Wszyscy są już przyzwyczajeni do tego, że covid jest zakażony przez oczy, nos lub usta. Te miejsca są połączone. Następnie wirus przedostaje się do płuc, a stamtąd jest szansa na śmierć. W rzeczywistości może przedostać się przez płuca i osiąść w żołądku. To nie jest zła opcja.
Szybko stało się jasne, że pacjenci z COVID mają ostry spadek apetytu lub nudności lub biegunkę, a nawet ból. Potem znaleźli wirusa w swoich stolcach.
Ale nie od razu zdał sobie sprawę, że może to być dobry wariant choroby. Faktem jest, że w jelitach znajdują się te same receptory, przez które wirus dostaje się do płuc. Jeśli masz szczęście (to się nazywa „szczęście”), wirus zdecyduje się zaatakować nie płuca, ale jelita.
Cóż, to znaczy, że z dużej ilości płynu zapalnego w płucach osoba krztusi się i umiera, az dużej ilości płynu zapalnego w jelitach wystąpi biegunka. Niezła opcja, prawda?
Wirus może żyć w komórkach żołądka, jelita cienkiego i jelita grubego.
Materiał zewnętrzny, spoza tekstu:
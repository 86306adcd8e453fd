use std::cmp::Ordering;
use std::collections::HashSet;
use std::fmt;

use anyhow::{bail, Result};

/// Names that are always in scope inside a condition and therefore cannot be
/// used as placeholder names.
pub const RESERVED_NAMES: &[&str] = &["request", "resource"];

/// One segment of a [`PathPattern`].
#[derive(Debug, Clone, PartialEq, Eq)]
pub enum Segment {
    /// Matches exactly this text.
    Literal(String),
    /// `{name}`: matches any single segment and binds it.
    Single(String),
    /// `{name=**}`: matches the remaining zero or more segments.
    Rest(String),
}

impl Segment {
    /// Literal beats a single placeholder, which beats a recursive wildcard.
    fn rank(&self) -> u8 {
        match self {
            Segment::Literal(_) => 2,
            Segment::Single(_) => 1,
            Segment::Rest(_) => 0,
        }
    }
}

/// Placeholder values captured by a successful match, in pattern order.
pub type Bindings = Vec<(String, String)>;

/// A compiled path pattern such as `/forums/{forumId}/comments/{commentId}`.
#[derive(Debug, Clone, PartialEq, Eq)]
pub struct PathPattern {
    raw: String,
    segments: Vec<Segment>,
}

impl fmt::Display for PathPattern {
    fn fmt(&self, f: &mut fmt::Formatter<'_>) -> fmt::Result {
        f.write_str(&self.raw)
    }
}

impl PathPattern {
    /// Parse a pattern string.
    ///
    /// Placeholders must be identifiers, unique within the pattern, and a
    /// recursive wildcard may only appear as the last segment.
    pub fn parse(raw: &str) -> Result<Self> {
        let Some(rest) = raw.strip_prefix('/') else {
            bail!("pattern '{raw}' must start with '/'");
        };
        if rest.is_empty() {
            bail!("pattern '{raw}' has no segments");
        }

        let parts: Vec<&str> = rest.split('/').collect();
        let mut segments = Vec::with_capacity(parts.len());
        let mut names = HashSet::new();

        for (idx, part) in parts.iter().enumerate() {
            if part.is_empty() {
                bail!("pattern '{raw}' contains an empty segment");
            }
            let segment = match part.strip_prefix('{').and_then(|p| p.strip_suffix('}')) {
                Some(inner) => {
                    let (name, recursive) = match inner.strip_suffix("=**") {
                        Some(name) => (name, true),
                        None => (inner, false),
                    };
                    if !is_identifier(name) {
                        bail!("pattern '{raw}': invalid placeholder name '{name}'");
                    }
                    if RESERVED_NAMES.contains(&name) {
                        bail!("pattern '{raw}': placeholder name '{name}' is reserved");
                    }
                    if !names.insert(name.to_string()) {
                        bail!("pattern '{raw}': duplicate placeholder '{name}'");
                    }
                    if recursive {
                        if idx + 1 != parts.len() {
                            bail!("pattern '{raw}': '{{{name}=**}}' must be the last segment");
                        }
                        Segment::Rest(name.to_string())
                    } else {
                        Segment::Single(name.to_string())
                    }
                }
                None => {
                    if part.contains(['{', '}']) {
                        bail!("pattern '{raw}': malformed segment '{part}'");
                    }
                    Segment::Literal(part.to_string())
                }
            };
            segments.push(segment);
        }

        Ok(Self {
            raw: raw.to_string(),
            segments,
        })
    }

    pub fn as_str(&self) -> &str {
        &self.raw
    }

    pub fn segments(&self) -> &[Segment] {
        &self.segments
    }

    /// Placeholder names bound by this pattern.
    pub fn variables(&self) -> impl Iterator<Item = &str> {
        self.segments.iter().filter_map(|s| match s {
            Segment::Literal(_) => None,
            Segment::Single(name) | Segment::Rest(name) => Some(name.as_str()),
        })
    }

    /// Try to match a concrete path, returning the captured placeholders.
    pub fn matches(&self, path: &[&str]) -> Option<Bindings> {
        let mut bindings = Vec::new();
        for (idx, segment) in self.segments.iter().enumerate() {
            match segment {
                Segment::Rest(name) => {
                    bindings.push((name.clone(), path.get(idx..)?.join("/")));
                    return Some(bindings);
                }
                Segment::Literal(lit) => {
                    if path.get(idx) != Some(&lit.as_str()) {
                        return None;
                    }
                }
                Segment::Single(name) => {
                    let value = path.get(idx)?;
                    bindings.push((name.clone(), (*value).to_string()));
                }
            }
        }
        (path.len() == self.segments.len()).then_some(bindings)
    }

    /// Order two patterns that both match some path. `Greater` means `self`
    /// is more specific.
    pub fn cmp_specificity(&self, other: &Self) -> Ordering {
        let lhs = self.segments.iter().map(Segment::rank);
        let rhs = other.segments.iter().map(Segment::rank);
        lhs.cmp(rhs)
    }

    /// Two patterns with the same shape can match exactly the same paths
    /// and cannot be ordered.
    pub fn same_shape(&self, other: &Self) -> bool {
        self.segments.len() == other.segments.len()
            && self
                .segments
                .iter()
                .zip(&other.segments)
                .all(|(a, b)| match (a, b) {
                    (Segment::Literal(x), Segment::Literal(y)) => x == y,
                    (Segment::Single(_), Segment::Single(_)) => true,
                    (Segment::Rest(_), Segment::Rest(_)) => true,
                    _ => false,
                })
    }
}

pub(crate) fn is_identifier(s: &str) -> bool {
    let mut chars = s.chars();
    match chars.next() {
        Some(c) if c.is_ascii_alphabetic() || c == '_' => {}
        _ => return false,
    }
    chars.all(|c| c.is_ascii_alphanumeric() || c == '_')
}

#[cfg(test)]
mod tests {
    use super::*;

    fn segs(path: &str) -> Vec<&str> {
        path.trim_start_matches('/').split('/').collect()
    }

    #[test]
    fn literal_and_placeholder_match() {
        let p = PathPattern::parse("/users/{userId}").unwrap();
        let b = p.matches(&segs("/users/alice")).unwrap();
        assert_eq!(b, vec![("userId".to_string(), "alice".to_string())]);
        assert!(p.matches(&segs("/groups/alice")).is_none());
        assert!(p.matches(&segs("/users/alice/extra")).is_none());
        assert!(p.matches(&segs("/users")).is_none());
    }

    #[test]
    fn nested_pattern_requires_parent_match() {
        let p = PathPattern::parse("/forums/{forumId}/comments/{commentId}").unwrap();
        assert!(p.matches(&segs("/forums/f1/comments/c1")).is_some());
        assert!(p.matches(&segs("/threads/f1/comments/c1")).is_none());
        assert!(p.matches(&segs("/forums/f1/replies/c1")).is_none());
    }

    #[test]
    fn recursive_wildcard_binds_remainder() {
        let p = PathPattern::parse("/archive/{rest=**}").unwrap();
        let b = p.matches(&segs("/archive/2024/q1/report.pdf")).unwrap();
        assert_eq!(b[0].1, "2024/q1/report.pdf");
        let b = p.matches(&["archive"]).unwrap();
        assert_eq!(b[0].1, "");
    }

    #[test]
    fn rejects_malformed_patterns() {
        assert!(PathPattern::parse("users/{id}").is_err());
        assert!(PathPattern::parse("/").is_err());
        assert!(PathPattern::parse("/users//x").is_err());
        assert!(PathPattern::parse("/users/{1d}").is_err());
        assert!(PathPattern::parse("/users/{id}/x/{id}").is_err());
        assert!(PathPattern::parse("/a/{r=**}/b").is_err());
        assert!(PathPattern::parse("/a/b{c}").is_err());
        assert!(PathPattern::parse("/a/{request}").is_err());
    }

    #[test]
    fn literal_beats_placeholder_beats_wildcard() {
        let literal = PathPattern::parse("/users/admin").unwrap();
        let single = PathPattern::parse("/users/{userId}").unwrap();
        let rest = PathPattern::parse("/users/{path=**}").unwrap();
        assert_eq!(literal.cmp_specificity(&single), Ordering::Greater);
        assert_eq!(single.cmp_specificity(&rest), Ordering::Greater);
        assert_eq!(rest.cmp_specificity(&literal), Ordering::Less);
    }

    #[test]
    fn earlier_literal_wins() {
        let a = PathPattern::parse("/a/{x}/c").unwrap();
        let b = PathPattern::parse("/{y}/b/c").unwrap();
        assert_eq!(a.cmp_specificity(&b), Ordering::Greater);
    }

    #[test]
    fn shape_comparison_ignores_placeholder_names() {
        let a = PathPattern::parse("/users/{userId}").unwrap();
        let b = PathPattern::parse("/users/{uid}").unwrap();
        let c = PathPattern::parse("/groups/{uid}").unwrap();
        assert!(a.same_shape(&b));
        assert!(!a.same_shape(&c));
    }

    #[test]
    fn variables_in_order() {
        let p = PathPattern::parse("/b/{bucket}/o/{name=**}").unwrap();
        assert_eq!(p.variables().collect::<Vec<_>>(), vec!["bucket", "name"]);
    }
}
Znaleziono go nawet dosłownie uwięzionego w kosmkach ściany jelita.
W Wuhan jeden na trzech pacjentów z zapaleniem płuc miał biegunkę. W rzeczywistości było dużo biegunki spowodowanej antybiotykami, ale także samym wirusem.
A wirus był wydalany z jelit znacznie dłużej niż z nosa. Podobno wyróżniał się stamtąd średnio miesiąc. Może wirus jest taką opcją bardziej odpowiednia do hodowli. I do diabła z nim! Gdyby tylko było mniej zapalenia płuc. A my wysterylizujemy latryny i inne naczynia. Czy tak jest?
Oczywiście wirus nie jest korzystny dla jelit. Skręt może być strasznym zaostrzeniem przewlekłego zapalenia jelit.
Krótko mówiąc, jeśli pacjent z COVID zaczyna mieć biegunkę w szpitalu, prawdopodobnie przyczyną jest właśnie wirus. Jeśli dana osoba jest chora w domu i cierpi na żołądek dłużej niż dwa dni, łatwo może to być COVID. Jeśli osoba z przewlekłą chorobą zapalną jelit ma zaostrzenie, może to być ukryte.